Giorgetti ha fatto anche notare che il deprezzamento del dollaro è una forma di «dazio implicito» e comunque ha invitato a valutare tutte le carte sul tavolo e cioè i dazi, la tassazione internazionale, su cui è stato raggiunto un faticoso compromesso, e il dollaro. Per il ministro dell’Agricoltura e della Sovranità alimentare, Francesco Lollobrigida, servono certezze: «All’inizio i negoziati sono stati burrascosi anche per i toni che qualcuno ha usato, oggi che si sta ragionando nel merito – ha spiegato – secondo me si può arrivare a una soluzione di compromesso, come deve avvenire sempre in una trattativa». Lollobrigida vede infatti una maggiore disponibilità da parte americana. Una visione nel complesso segnata dall’ottimismo.

Così come quella del ministro degli Esteri, Antonio Tajani, che ha riconosciuto che il confronto con gli Usa non è facile, «sarà un braccio di ferro, ma voglio essere ottimista». Ma il sentiment del mondo produttivo è un po’ diverso. Per Farmindustria l’obiettivo è zero dazi oppure l’esclusione delle produzioni farmaceutiche dalle nuove tariffe doganali. Il compromesso al 10% non convince il presidente dell’associazione, Marcello Cattani, che ha parlato senza mezzi termini di «una sconfitta dall’impatto di circa 2,5 miliardi». Si tratta, ha sottolineato Cattani, di un settore particolare: «le interconnessioni tra Europa, Italia e Stati Uniti nella produzione e lavorazione del ciclo di vita dei farmaci e vaccini sono multiple, quindi è complesso applicare un sistema di dazi che avrebbe solo ripercussioni negative per tutti noi».
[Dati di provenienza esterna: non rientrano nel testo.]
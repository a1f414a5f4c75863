//! Rate table audit
//!
//! Builds the embedded motor catalog, which runs every bracket integrity
//! check, then prints each underwriter/product table and a sample comparison
//! per product.
//!
//! # Usage
//!
//! ```bash
//! cargo run --bin rate-audit
//!
//! # Rate the sample vehicle at a different value
//! cargo run --bin rate-audit -- 2500000
//! ```
//!
//! # Environment Variables
//!
//! * `QUOTE_TIMEZONE` - Jurisdiction timezone (default: Africa/Nairobi)
//! * `QUOTE_CURRENCY` - Expected tariff currency (default: KES)
//! * `QUOTE_LOG_LEVEL` - Log level: trace, debug, info, warn, error (default: info)
//! * `QUOTE_LOG_JSON` - Emit JSON logs (default: false)

use anyhow::Context;
use rust_decimal::Decimal;
use rust_decimal_macros::dec;

use domain_rating::{
    BaseRate, CoverageSelection, DriverProfile, ProductCode, RateTable, RatingRequest, UsageType,
    VehicleCategory, VehicleProfile,
};
use quotation_service::config::QuotationConfig;
use quotation_service::telemetry::init_tracing;
use quotation_service::QuotationService;

#[tokio::main]
async fn main() -> anyhow::Result<()> {
    dotenvy::dotenv().ok();

    let config = QuotationConfig::from_env().context("loading QUOTE_* configuration")?;
    init_tracing(&config.log_level, config.log_json);

    let declared_value = match std::env::args().nth(1) {
        Some(arg) => arg
            .replace(',', "")
            .parse::<Decimal>()
            .with_context(|| format!("'{}' is not a vehicle value", arg))?,
        None => dec!(1500000),
    };

    let service = QuotationService::from_config(config).context("building the rate table registry")?;
    let registry = service.rating().registry();

    println!("Rate tables ({})", registry.len());
    println!("{:<10} {:<24} {:<12} {:<28} {:>12}", "id", "product", "effective", "base rate", "minimum");
    for table in registry.iter() {
        println!(
            "{:<10} {:<24} {:<12} {:<28} {:>12}",
            table.underwriter().as_str(),
            table.product().key(),
            table.effective_from(),
            describe_base_rate(table),
            table.minimum_premium()
        );
    }

    let today = service.context().clock.today();
    for product in ProductCode::ALL {
        let offered = service.rating().available_underwriters(product, today);
        println!();
        if offered.is_empty() {
            println!("{}: no underwriter offers this cover", product);
            continue;
        }
        println!("{} for a {} vehicle", product, declared_value);

        let candidates: Vec<_> = offered.iter().map(|summary| summary.id.clone()).collect();
        let request = sample_request(product, candidates[0].clone(), declared_value, today);
        for quote in service.rating().compare_underwriters(&request, &candidates) {
            match quote.result {
                Ok(breakdown) => println!(
                    "  {:<10} {:>14}{}",
                    quote.underwriter_id.as_str(),
                    breakdown.total_premium().to_string(),
                    if breakdown.minimum_premium_applied() { "  (minimum)" } else { "" }
                ),
                Err(error) => println!("  {:<10} {}", quote.underwriter_id.as_str(), error),
            }
        }
    }

    Ok(())
}

fn describe_base_rate(table: &RateTable) -> String {
    match table.base_rate() {
        BaseRate::PercentOfValue { rate } => format!("{}% of value", rate.as_percentage()),
        BaseRate::PercentOfValueByAge { rates } => {
            let (min, max) = rates.covered_range();
            format!("by age, {} bands ({}-{} yrs)", rates.brackets().len(), min, max)
        }
        BaseRate::Flat { amount } => format!("flat {}", amount),
    }
}

fn sample_request(
    product: ProductCode,
    underwriter: domain_rating::UnderwriterId,
    declared_value: Decimal,
    today: chrono::NaiveDate,
) -> RatingRequest {
    RatingRequest {
        vehicle: VehicleProfile {
            registration: "KDH 204C".to_string(),
            make: "Toyota".to_string(),
            model: "Axio".to_string(),
            year_of_manufacture: 2020,
            engine_capacity_cc: Some(1500),
            declared_value,
            usage: UsageType::Private,
            category: VehicleCategory::PrivateCar,
        },
        driver: Some(DriverProfile::new(35).with_years_licensed(10)),
        coverage: CoverageSelection {
            product,
            underwriter,
            duration_months: 12,
            start_date: today,
        },
        history: None,
        rated_on: today,
    }
}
Ma la farmaceutica non è la sola a rivendicare un trattamento speciale, anche il mondo del vino è sulla stessa lunghezza d’onda. Il direttore centrale per la Politica Commerciale internazionale del ministero Affari esteri, Alfredo Conte, ha infatti auspicato che il livello dei dazi sia il più basso possibile per il settore vitivinicolo. E l’analisi dell’Unione Italiana Vini ha evidenziato come anche con tariffe al 10% l’impatto sul settore sarebbe pesante. Le aziende, ha detto il segretario generale di Uiv, Paolo Castelletti, hanno stimato che il mix dazi e svalutazione del dollaro porterà a un calo del 10-12% del fatturato realizzato oltreoceano. Per Castelletti in questa fase è necessario diversificare gli sbocchi e non tentennare più «su scelte importanti come il Mercosur».

I dazi restano dunque una grande incognita per il futuro di un settore “virtuoso” che un report realizzato da Mediobanca ha definito a forte dimensione familiare. Ma che presenta anche alcune criticità a partire da una minore redditività rispetto ad altri settori dell’alimentare. Tanti i nodi da superare dunque. Mentre dalla Casa Bianca si continuano ad annunciare intese. Dopo la Cina ieri Trump ha reso noto di aver raggiunto un accordo commerciale con il Vietnam che però non è piaciuto a Pechino. Mentre con il Giappone le trattative sono in fase di stallo perché il riso ha fermato gli ingranaggi.

Alla base del contendere infatti l’opposizione di Tokyo alle importazioni di chicchi dagli Stati Uniti. Tanto è bastato per scatenare la solita polemica del presidente americano che ha citato il caso del Giappone come esempio «di quanto certi Paesi si siano montati la testa con gli Stati Uniti: non accettano il nostro riso, eppure hanno una carenza immensa». Un ennesimo episodio che conferma la delicatezza del confronto con i negoziatori di Trump. Basta un tentennamento per scatenare la furia del tycoon che passa con leggerezza dall’affabilità alla dichiarazione di inimicizia.